MiHealth stands out from other commercially available personal health record applications such as Microsoft's HealthVault or Google Health by being doctor-endorsed - that is the patient and the family physician are supposed to enter the data together.

An Electronic Medical Record application is great for storing a patient's health information and test results in a physician's office, but doesn't provide access to patients and other health care providers.

"In our practice, we have 15 physicians," said Graham. "Seven of us are using EMRs, but we have three different systems. If you all have the same one, you can access Ontario MD funding, but once a physician installs an EMR, they rarely switch. It's just too painful."

Graham regularly finds herself toggling between multiple systems - her own EMR, the hospital's Meditech system, PACS diagnostic images and PACS reports. "It's in and out, in and out, in and out.

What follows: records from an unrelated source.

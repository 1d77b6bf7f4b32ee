//! 회차 축약
//! 같은 물건관리번호를 가진 회차들 중 물건이력번호가 가장 큰 회차만 남긴다.
// region:    --- Imports
use super::model::Goods;
use std::collections::HashMap;

// endregion: --- Imports

/// 축약 결과 최대 건수
pub const LATEST_ROUND_LIMIT: usize = 100;

// region:    --- Reduce
/// 물건별 최신 회차 추출
///
/// 그룹 순서는 처음 등장한 순서를 따르고, 결과는 `limit` 건으로 자른다.
/// 이력번호가 같은 회차가 여럿이면 먼저 나온 것을 유지한다.
/// 물건관리번호가 없는 항목은 각각 독립된 그룹으로 취급한다.
pub fn reduce_to_latest_rounds(items: &[Goods], limit: usize) -> Vec<Goods> {
    let mut order: Vec<&Goods> = Vec::new();
    let mut slot_by_goods_no: HashMap<&str, usize> = HashMap::new();

    for item in items {
        let Some(goods_no) = item.goods_no.as_deref() else {
            order.push(item);
            continue;
        };

        match slot_by_goods_no.get(goods_no) {
            Some(&slot) => {
                if is_later_round(item, order[slot]) {
                    order[slot] = item;
                }
            }
            None => {
                slot_by_goods_no.insert(goods_no, order.len());
                order.push(item);
            }
        }
    }

    order.into_iter().take(limit).cloned().collect()
}

/// `candidate`가 `current`보다 뒤 회차인지 (이력번호 없는 쪽이 가장 앞)
fn is_later_round(candidate: &Goods, current: &Goods) -> bool {
    match (&candidate.history_no, &current.history_no) {
        (Some(a), Some(b)) => a > b,
        (Some(_), None) => true,
        _ => false,
    }
}

// endregion: --- Reduce
pub mod forms;
pub mod model;
pub mod service;

pub use forms::{DeleteAccountForm, LoginForm, RegisterForm, UpdateProfileForm};
pub use service::AccountService;
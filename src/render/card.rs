// region:    --- Imports
use crate::format::{format_optional_date, format_optional_number, format_price};
use crate::goods::Goods;
use std::fmt::Write;

// endregion: --- Imports

/// 물건 카드 (상세 펼침 토글 포함)
#[derive(Debug)]
pub struct GoodsCard<'a> {
    goods: &'a Goods,
    show_details: bool,
}

impl<'a> GoodsCard<'a> {
    pub fn new(goods: &'a Goods) -> Self {
        Self {
            goods,
            show_details: false,
        }
    }

    pub fn toggle_details(&mut self) -> bool {
        self.show_details = !self.show_details;
        self.show_details
    }

    pub fn show_details(&self) -> bool {
        self.show_details
    }

    pub fn render(&self) -> String {
        let goods = self.goods;
        let mut out = String::new();
        let _ = writeln!(
            out,
            "[{}] {}",
            or_dash(goods.status_name.as_deref()),
            or_dash(goods.goods_name.as_deref())
        );
        let _ = writeln!(
            out,
            "  최저입찰가 {}  (감정가 {})",
            format_price(goods.min_bid_price),
            format_price(goods.appraisal_price)
        );
        let _ = writeln!(out, "  수수료율 {}", or_dash(goods.fee_rate.as_deref()));
        let _ = writeln!(
            out,
            "  입찰기간 {} ~ {}",
            format_optional_date(goods.bid_start_date.as_deref()),
            format_optional_date(goods.bid_close_date.as_deref())
        );
        let _ = writeln!(out, "  주소 {}", or_dash(goods.display_address()));
        let _ = writeln!(out, "  분류 {}", or_dash(goods.category_name.as_deref()));
        let _ = writeln!(
            out,
            "  조회 {} · 관심 {}",
            format_optional_number(goods.inquiry_count),
            format_optional_number(goods.favorite_count)
        );

        if self.show_details {
            if let Some(no) = &goods.history_no {
                let _ = writeln!(out, "  물건이력번호 {}", no);
            }
            let _ = writeln!(out, "  물건관리번호 {}", or_dash(goods.goods_no.as_deref()));
            let _ = writeln!(out, "  공고번호 {}", or_dash(goods.notice_no.as_deref()));
            let _ = writeln!(
                out,
                "  처분방식 {} / 입찰방식 {}",
                or_dash(goods.sale_type_name.as_deref()),
                or_dash(goods.bid_method_name.as_deref())
            );
            if let Some(detail) = goods.goods_detail.as_deref() {
                let _ = writeln!(out, "  {}", detail);
            }
        }
        out
    }
}

fn or_dash(value: Option<&str>) -> &str {
    value.filter(|v| !v.trim().is_empty()).unwrap_or("-")
}
use chrono::NaiveDateTime;
use serde::{Deserialize, Serialize};

// 사용자 정보
#[derive(Debug, Clone, PartialEq, Serialize, Deserialize)]
#[serde(rename_all = "camelCase")]
pub struct UserProfile {
    pub id: i64,
    pub email: String,
    pub username: String,
    #[serde(default)]
    pub created_at: Option<NaiveDateTime>,
}

// 로그인 응답
#[derive(Debug, Clone, PartialEq, Serialize, Deserialize)]
#[serde(rename_all = "camelCase")]
pub struct LoginResponse {
    pub token: String,
    #[serde(rename = "type", default)]
    pub token_type: Option<String>,
    #[serde(default)]
    pub user_id: Option<i64>,
    #[serde(default)]
    pub username: Option<String>,
    #[serde(default)]
    pub email: Option<String>,
}

#[derive(Debug, Clone, PartialEq, Serialize, Deserialize)]
pub struct RegisterRequest {
    pub email: String,
    pub password: String,
    pub username: String,
}

#[derive(Debug, Clone, PartialEq, Serialize, Deserialize)]
pub struct LoginRequest {
    pub email: String,
    pub password: String,
}

#[derive(Debug, Clone, Default, PartialEq, Serialize, Deserialize)]
#[serde(rename_all = "camelCase")]
pub struct UpdateUserRequest {
    #[serde(skip_serializing_if = "Option::is_none")]
    pub username: Option<String>,
    #[serde(skip_serializing_if = "Option::is_none")]
    pub current_password: Option<String>,
    #[serde(skip_serializing_if = "Option::is_none")]
    pub new_password: Option<String>,
}

#[derive(Debug, Clone, PartialEq, Serialize, Deserialize)]
pub struct DeleteUserRequest {
    pub password: String,
}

There's nothing that ties them all together."

The health-care system is plagued by too many systems and information overload, "and I don't think it's going to get any better," said Graham.

Adding to the complexity is the amount of information that still arrives in physician offices off the fax machine.

"I can't cope with the information overload in my office," said Graham. "I have at least two and a half inches of paper coming through every day. Some of the results are automatically populated in my EMR, but there's still a lot of paper.

I've given up trying to scan it all. I'd have to hire two people to do it.

Graham spends an hour a day going through reports and has her staff use MiHealth to communicate the results to patients at the end of the day.

MiHealth is a big time saver for both patients and physicians, said Graham.

"Patients don't want to come back to find out that their test is normal and they don't want to spend three days getting busy signals trying to telephone me."

Graham said she knew MiHealth would be a success from the response of an illiterate patient with diabetes, cancer and a chronic pain from a fractured back.

"When I explained to him that he could have the information entered for him and it could be available for any of his appointments, he said, ‘Sign me up.'"

He religiously checks his blood pressure and sugars at home and saw MiHealth as a way to show his doctors that he's a good patient, said Graham.

With Bluetooth enabled blood pressure cuffs and glucometers, she added, the actual readings could automatically populate MiHealth, precluding the fudging of numbers by patients who "want to look good."

In another case cited by Graham, a man who was given access to his mother's MiHealth PHR learned that she had a benign calcified meningioma. " He said, ‘You mean it's not a tumour I have to worry about? My mother never told me that. You have no idea how happy I am that I know what it is.'"

Graham has a greater appreciation for electronic health records than most physicians, having lost everything in a fire several years ago.

"The firemen came and banged on the door before lunch and said, ‘Your building's on fire. Please get out.' We took our clothes, our shoes and our appointment book, went down to the parking lot and watched the building burn down. We lost everything in 20 minutes. I went back to work with a stethoscope, a prescription pad and no patient records. It was awful."

A proponent of sharing records with patients, Graham was pleasantly surprised when patients started bringing back copies of their records.

"Prior to the fire, I photocopied patient records all the time," she said. "I believed that the Supreme Court of Canada was right that it was patient information and it belonged in their hands."

MiHealth is scheduled to launch a commercial pilot this summer. Graham said she is optimistic that it will be available to the general public "soon" and hopes to market it for no more than the cost of two cups of coffee a month.